**WHAT IS REQUIRED**
Return the lines of the data below in which the string "username" occurs.

>>

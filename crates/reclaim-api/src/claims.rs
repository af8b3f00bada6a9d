use axum::{
    Extension, Json,
    extract::{Path, State},
    http::StatusCode,
    response::IntoResponse,
};
use uuid::Uuid;

use reclaim_db::Database;
use reclaim_db::models::ClaimRow;
use reclaim_types::api::{
    ClaimResponse, ClaimedItemRef, CreateClaimRequest, IncomingClaimResponse, Success,
    UpdateClaimRequest, UserRef,
};
use reclaim_types::models::{ClaimStatus, ItemStatus, Principal};

use crate::auth::AppState;
use crate::blocking;
use crate::error::{ApiError, ApiResult};
use crate::{parse_stored, parse_ts, parse_uuid};

// -- Handlers --

pub async fn create(
    State(state): State<AppState>,
    Extension(principal): Extension<Principal>,
    Json(req): Json<CreateClaimRequest>,
) -> Result<impl IntoResponse, ApiError> {
    let db = state.clone();
    let claim = blocking(move || create_claim(&db.db, &principal, req)).await?;
    Ok((StatusCode::CREATED, Json(Success::new(claim))))
}

pub async fn incoming(
    State(state): State<AppState>,
    Extension(principal): Extension<Principal>,
) -> Result<impl IntoResponse, ApiError> {
    let db = state.clone();
    let claims = blocking(move || list_incoming(&db.db, &principal)).await?;
    Ok(Json(Success::new(claims)))
}

pub async fn update_status(
    State(state): State<AppState>,
    Extension(principal): Extension<Principal>,
    Path(id): Path<Uuid>,
    Json(req): Json<UpdateClaimRequest>,
) -> Result<impl IntoResponse, ApiError> {
    let db = state.clone();
    let claim = blocking(move || update_claim_status(&db.db, &principal, id, req)).await?;
    Ok(Json(Success::new(claim)))
}

pub async fn delete(
    State(state): State<AppState>,
    Extension(principal): Extension<Principal>,
    Path(id): Path<Uuid>,
) -> Result<impl IntoResponse, ApiError> {
    let db = state.clone();
    blocking(move || delete_claim(&db.db, &principal, id)).await?;
    Ok(Json(Success::new(serde_json::json!({}))))
}

// -- Operations --

/// Files a pending claim against an existing item and notifies its owner.
/// Claiming your own item is rejected.
pub fn create_claim(
    db: &Database,
    principal: &Principal,
    req: CreateClaimRequest,
) -> ApiResult<ClaimResponse> {
    let description = req.description.trim();
    if description.is_empty() {
        return Err(ApiError::validation(
            "Please provide details to prove this item belongs to you",
        ));
    }

    let item = db
        .item_by_id(&req.item_id.to_string())?
        .ok_or(ApiError::NotFound("Item"))?;

    if item.posted_by == principal.id.to_string() {
        return Err(ApiError::validation("You cannot claim your own item"));
    }

    let id = Uuid::new_v4();
    db.insert_claim(
        &id.to_string(),
        &item.id,
        &principal.id.to_string(),
        description,
    )?;

    // Notify the item owner
    db.insert_notification(
        &Uuid::new_v4().to_string(),
        &item.posted_by,
        &format!("Someone is claiming your item: {}", item.title),
        &item.id,
    )?;

    let claim = db
        .claim_by_id(&id.to_string())?
        .ok_or_else(|| ApiError::Internal(anyhow::anyhow!("claim vanished after insert")))?;
    claim_response(claim)
}

/// Claims against the acting user's items, joined with claimant identity and
/// item title/kind.
pub fn list_incoming(db: &Database, principal: &Principal) -> ApiResult<Vec<IncomingClaimResponse>> {
    db.claims_for_owner(&principal.id.to_string())?
        .into_iter()
        .map(|row| {
            Ok(IncomingClaimResponse {
                id: parse_uuid(&row.id, "claim"),
                description: row.description,
                status: parse_stored(&row.status)?,
                owner_message: row.owner_message,
                claimant: UserRef {
                    id: parse_uuid(&row.claimant_id, "claimant"),
                    name: row.claimant_name,
                    username: row.claimant_username,
                },
                item: ClaimedItemRef {
                    id: parse_uuid(&row.item_id, "claimed item"),
                    title: row.item_title,
                    kind: parse_stored(&row.item_kind)?,
                },
                created_at: parse_ts(&row.created_at, "claim"),
            })
        })
        .collect()
}

/// The owner's ruling on a claim. Three independent writes run in order and
/// a failure aborts the remaining steps; nothing is rolled back:
/// 1. claim status + owner message,
/// 2. notification to the claimant,
/// 3. on approval, the item is forced to `claimed` whatever its prior state.
///
/// There is no guard against re-ruling a claim that is already terminal; the
/// last write wins.
pub fn update_claim_status(
    db: &Database,
    principal: &Principal,
    claim_id: Uuid,
    req: UpdateClaimRequest,
) -> ApiResult<ClaimResponse> {
    let claim = db
        .claim_by_id(&claim_id.to_string())?
        .ok_or(ApiError::NotFound("Claim"))?;

    let item = db
        .item_by_id(&claim.item_id)?
        .ok_or_else(|| ApiError::integrity("Associated item no longer exists"))?;

    if item.posted_by != principal.id.to_string() {
        return Err(ApiError::Unauthorized);
    }

    let status: ClaimStatus = req.status.into();
    db.set_claim_status(&claim.id, status.as_str(), req.owner_message.as_deref())?;

    // Notify the claimant
    db.insert_notification(
        &Uuid::new_v4().to_string(),
        &claim.claimant_id,
        &format!("Your claim for {} has been {}.", item.title, status.as_str()),
        &item.id,
    )?;

    if status == ClaimStatus::Approved {
        db.set_item_status(&item.id, ItemStatus::Claimed.as_str())?;
    }

    let updated = db
        .claim_by_id(&claim.id)?
        .ok_or_else(|| ApiError::Internal(anyhow::anyhow!("claim vanished during update")))?;
    claim_response(updated)
}

/// Admin-only moderation delete; no cascading notification.
pub fn delete_claim(db: &Database, principal: &Principal, id: Uuid) -> ApiResult<()> {
    if !principal.is_admin() {
        return Err(ApiError::Unauthorized);
    }
    if !db.delete_claim(&id.to_string())? {
        return Err(ApiError::NotFound("Claim"));
    }
    Ok(())
}

fn claim_response(row: ClaimRow) -> ApiResult<ClaimResponse> {
    Ok(ClaimResponse {
        id: parse_uuid(&row.id, "claim"),
        item_id: parse_uuid(&row.item_id, "claim item"),
        claimant_id: parse_uuid(&row.claimant_id, "claimant"),
        description: row.description,
        status: parse_stored(&row.status)?,
        owner_message: row.owner_message,
        created_at: parse_ts(&row.created_at, "claim"),
    })
}

#[cfg(test)]
mod tests {
    use super::*;
    use crate::items::{create_item, get_item};
    use crate::testutil::{seed_user, test_db};
    use reclaim_types::api::CreateItemRequest;
    use reclaim_types::models::{ClaimDecision, ItemCategory, ItemKind, Role};

    fn post_item(db: &Database, by: &Principal, title: &str) -> Uuid {
        create_item(
            db,
            by,
            CreateItemRequest {
                title: title.into(),
                description: "Hard shell case with stickers".into(),
                category: ItemCategory::Electronics,
                location: "Physics block".into(),
                kind: ItemKind::Found,
                images: vec![],
            },
        )
        .unwrap()
        .id
    }

    fn claim_req(item_id: Uuid, description: &str) -> CreateClaimRequest {
        CreateClaimRequest {
            item_id,
            description: description.into(),
        }
    }

    fn decide(status: ClaimDecision, owner_message: Option<&str>) -> UpdateClaimRequest {
        UpdateClaimRequest {
            status,
            owner_message: owner_message.map(String::from),
        }
    }

    #[test]
    fn approval_flow_end_to_end() {
        let db = test_db();
        let ada = seed_user(&db, "Ada", "ada", Role::User);
        let bob = seed_user(&db, "Bob", "bob", Role::User);

        let item_id = post_item(&db, &ada, "Laptop");
        let claim =
            create_claim(&db, &bob, claim_req(item_id, "my initials are on the case")).unwrap();
        assert_eq!(claim.status, ClaimStatus::Pending);

        // the owner was notified
        let ada_inbox = db.notifications_for(&ada.id.to_string()).unwrap();
        assert_eq!(ada_inbox.len(), 1);
        assert!(ada_inbox[0].message.contains("Laptop"));

        let ruled = update_claim_status(
            &db,
            &ada,
            claim.id,
            decide(ClaimDecision::Approved, Some("Come to the physics block")),
        )
        .unwrap();
        assert_eq!(ruled.status, ClaimStatus::Approved);
        assert_eq!(ruled.owner_message.as_deref(), Some("Come to the physics block"));

        // the item is forced to claimed
        let item = get_item(&db, item_id).unwrap();
        assert_eq!(item.status, ItemStatus::Claimed);

        // the claimant was notified of the ruling
        let bob_inbox = db.notifications_for(&bob.id.to_string()).unwrap();
        assert_eq!(bob_inbox.len(), 1);
        assert!(bob_inbox[0].message.contains("approved"));
    }

    #[test]
    fn rejection_leaves_the_item_untouched() {
        let db = test_db();
        let ada = seed_user(&db, "Ada", "ada", Role::User);
        let bob = seed_user(&db, "Bob", "bob", Role::User);

        let item_id = post_item(&db, &ada, "Laptop");
        let claim = create_claim(&db, &bob, claim_req(item_id, "it is mine")).unwrap();

        update_claim_status(&db, &ada, claim.id, decide(ClaimDecision::Rejected, None)).unwrap();

        assert_eq!(get_item(&db, item_id).unwrap().status, ItemStatus::Active);
        let bob_inbox = db.notifications_for(&bob.id.to_string()).unwrap();
        assert!(bob_inbox[0].message.contains("rejected"));
    }

    #[test]
    fn claiming_your_own_item_is_rejected() {
        let db = test_db();
        let ada = seed_user(&db, "Ada", "ada", Role::User);
        let item_id = post_item(&db, &ada, "Laptop");

        assert!(matches!(
            create_claim(&db, &ada, claim_req(item_id, "mine, obviously")),
            Err(ApiError::Validation(_))
        ));
    }

    #[test]
    fn claim_on_missing_item_is_not_found() {
        let db = test_db();
        let bob = seed_user(&db, "Bob", "bob", Role::User);
        assert!(matches!(
            create_claim(&db, &bob, claim_req(Uuid::new_v4(), "it is mine")),
            Err(ApiError::NotFound("Item"))
        ));
    }

    #[test]
    fn only_the_item_owner_may_rule() {
        let db = test_db();
        let ada = seed_user(&db, "Ada", "ada", Role::User);
        let bob = seed_user(&db, "Bob", "bob", Role::User);
        let eve = seed_user(&db, "Eve", "eve", Role::User);

        let item_id = post_item(&db, &ada, "Laptop");
        let claim = create_claim(&db, &bob, claim_req(item_id, "it is mine")).unwrap();

        // neither the claimant nor a bystander may rule
        for actor in [&bob, &eve] {
            assert!(matches!(
                update_claim_status(&db, actor, claim.id, decide(ClaimDecision::Approved, None)),
                Err(ApiError::Unauthorized)
            ));
        }
    }

    #[test]
    fn ruling_on_a_claim_with_a_deleted_item_fails_cleanly() {
        let db = test_db();
        let ada = seed_user(&db, "Ada", "ada", Role::User);
        let bob = seed_user(&db, "Bob", "bob", Role::User);

        let item_id = post_item(&db, &ada, "Laptop");
        let claim = create_claim(&db, &bob, claim_req(item_id, "it is mine")).unwrap();

        db.delete_item(&item_id.to_string()).unwrap();

        assert!(matches!(
            update_claim_status(&db, &ada, claim.id, decide(ClaimDecision::Approved, None)),
            Err(ApiError::Integrity(_))
        ));
    }

    // Documents a known gap: a terminal claim can still be re-ruled by the
    // owner; the data layer has no guard and the last write wins.
    #[test]
    fn terminal_claim_can_still_be_re_ruled() {
        let db = test_db();
        let ada = seed_user(&db, "Ada", "ada", Role::User);
        let bob = seed_user(&db, "Bob", "bob", Role::User);

        let item_id = post_item(&db, &ada, "Laptop");
        let claim = create_claim(&db, &bob, claim_req(item_id, "it is mine")).unwrap();

        update_claim_status(&db, &ada, claim.id, decide(ClaimDecision::Approved, None)).unwrap();
        let re_ruled =
            update_claim_status(&db, &ada, claim.id, decide(ClaimDecision::Rejected, None))
                .unwrap();
        assert_eq!(re_ruled.status, ClaimStatus::Rejected);
    }

    #[test]
    fn incoming_lists_claims_against_my_items_only() {
        let db = test_db();
        let ada = seed_user(&db, "Ada", "ada", Role::User);
        let bob = seed_user(&db, "Bob", "bob", Role::User);
        let eve = seed_user(&db, "Eve", "eve", Role::User);

        let ada_item = post_item(&db, &ada, "Laptop");
        let bob_item = post_item(&db, &bob, "Umbrella");

        create_claim(&db, &eve, claim_req(ada_item, "stickers match mine")).unwrap();
        create_claim(&db, &eve, claim_req(bob_item, "left it on the bus")).unwrap();

        let incoming = list_incoming(&db, &ada).unwrap();
        assert_eq!(incoming.len(), 1);
        assert_eq!(incoming[0].item.title, "Laptop");
        assert_eq!(incoming[0].claimant.username, "eve");
    }

    #[test]
    fn delete_is_admin_only_and_sends_no_notification() {
        let db = test_db();
        let ada = seed_user(&db, "Ada", "ada", Role::User);
        let bob = seed_user(&db, "Bob", "bob", Role::User);
        let moderator = seed_user(&db, "Mod", "moderator", Role::Admin);

        let item_id = post_item(&db, &ada, "Laptop");
        let claim = create_claim(&db, &bob, claim_req(item_id, "it is mine")).unwrap();

        assert!(matches!(
            delete_claim(&db, &bob, claim.id),
            Err(ApiError::Unauthorized)
        ));

        let bob_inbox_before = db.notifications_for(&bob.id.to_string()).unwrap().len();
        delete_claim(&db, &moderator, claim.id).unwrap();
        assert_eq!(
            db.notifications_for(&bob.id.to_string()).unwrap().len(),
            bob_inbox_before
        );

        assert!(matches!(
            delete_claim(&db, &moderator, claim.id),
            Err(ApiError::NotFound("Claim"))
        ));
    }
}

<<

**ANSWER**
                    username: row.claimant_username,
        assert_eq!(incoming[0].claimant.username, "eve");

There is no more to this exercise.